“I am not what happened to me, I am what I choose to become.” ~Carl Jung
I knew early in life that I wanted to help others live better lives. My formative years were colored with obstacles and hardships that required me to draw from the power of resilience at a very young age. The experiences of my life left me with a profound capacity for empathy and understanding as well as a passion for helping others advocate for their own lives. This, coupled with an innate inclination towards being a seeker, naturally led me to the field of Psychology. My education and training has provided me with valuable knowledge about different theories, interventions and mental health disorders, however it is my life experiences that make me truly good at what I do and capable of helping others on their own paths. My quest to find meaning and purpose within my own life has led me to believe whole-heartedly in the healing power of compassion, tolerance, and human connection. In addition to being a Clinical Psychologist I am also a mother, which has significantly shaped my perception of self, others, and the world. As I am on a lifelong journey of self-discovery, I was profoundly impacted by the transition into motherhood. I have come to believe that we all come into this world with a great capacity for being loved and loving in return; there is no greater reminder of the pureness of the human spirit than looking into the eyes of a child.
While I treat a variety of common mental health issues, such as depression and anxiety, my expertise and passion are rooted in the human relationship; specifically, how we connect with ourselves and others. My therapeutic work is founded on evidence based research of what helps people make significant, meaningful changes. I believe that within each of us is a basic human drive to feel connected and that our perceptions shape how we relate to ourselves, others, and the world.

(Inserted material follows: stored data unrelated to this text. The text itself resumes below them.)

//! Idempotent edits against the canonical assignment structure.
//!
//! Every operation returns whether the structure changed, so the store can
//! skip the write (and the audit entry) for no-ops.

use crate::assignment::{AssignmentStatus, Assignments, PreacherAssignment, VolunteerAssignment};
use crate::types::EntityId;

impl Assignments {
    /// Append a pending assignment unless the volunteer is already present.
    pub fn add_volunteer(&mut self, volunteer_id: &str) -> bool {
        if self.contains_volunteer(volunteer_id) {
            return false;
        }
        self.volunteers.push(VolunteerAssignment::pending(volunteer_id));
        true
    }

    /// Drop every assignment for the volunteer. Absent ids are a no-op.
    pub fn remove_volunteer(&mut self, volunteer_id: &str) -> bool {
        let before = self.volunteers.len();
        self.volunteers.retain(|a| !a.is_for(volunteer_id));
        self.volunteers.len() != before
    }

    /// Set the status of an existing assignment.
    ///
    /// `declined` stores `reason` (empty when none given) as the note; any
    /// other status clears the note. Returns `None` if the volunteer is not
    /// assigned, `Some(changed)` otherwise.
    pub fn update_status(
        &mut self,
        volunteer_id: &str,
        status: AssignmentStatus,
        reason: Option<&str>,
    ) -> Option<bool> {
        let entry = self.volunteers.iter_mut().find(|a| a.is_for(volunteer_id))?;
        let note = match status {
            AssignmentStatus::Declined => Some(reason.unwrap_or_default().to_string()),
            _ => None,
        };
        let changed = entry.status != status || entry.note != note;
        entry.status = status;
        entry.note = note;
        Some(changed)
    }

    /// Append machine-suggested volunteers as pending, tagged with `marker`.
    /// Ids already present, or repeated within `volunteer_ids`, are skipped.
    /// Returns the ids actually added, in order.
    pub fn apply_suggested<'a, I>(&mut self, volunteer_ids: I, marker: &str) -> Vec<EntityId>
    where
        I: IntoIterator<Item = &'a str>,
    {
        let mut added = Vec::new();
        for id in volunteer_ids {
            if self.contains_volunteer(id) {
                continue;
            }
            self.volunteers
                .push(VolunteerAssignment::pending(id).with_note(marker));
            added.push(id.to_string());
        }
        added
    }

    pub fn add_preacher(&mut self, preacher_id: &str, name: &str) -> bool {
        if self.contains_preacher(preacher_id) {
            return false;
        }
        self.preachers.push(PreacherAssignment::new(preacher_id, name));
        true
    }

    pub fn remove_preacher(&mut self, preacher_id: &str) -> bool {
        let before = self.preachers.len();
        self.preachers.retain(|p| p.preacher_id != preacher_id);
        self.preachers.len() != before
    }
}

It is my assertion that most human suffering can be alleviated by deeply evaluating and creating shifts in our ineffective belief systems and our faulty perceptions. A cornerstone of the way I work is in finding acceptance of the aspects of life that we cannot change and recognition of what we do have control over, which include our own beliefs, attitudes, and motivations. I find that most people I see are struggling with some form of fighting what IS. When we stop fighting and find acceptance of ourselves, others, and life on life’s terms we are free to live the lives we were meant to live.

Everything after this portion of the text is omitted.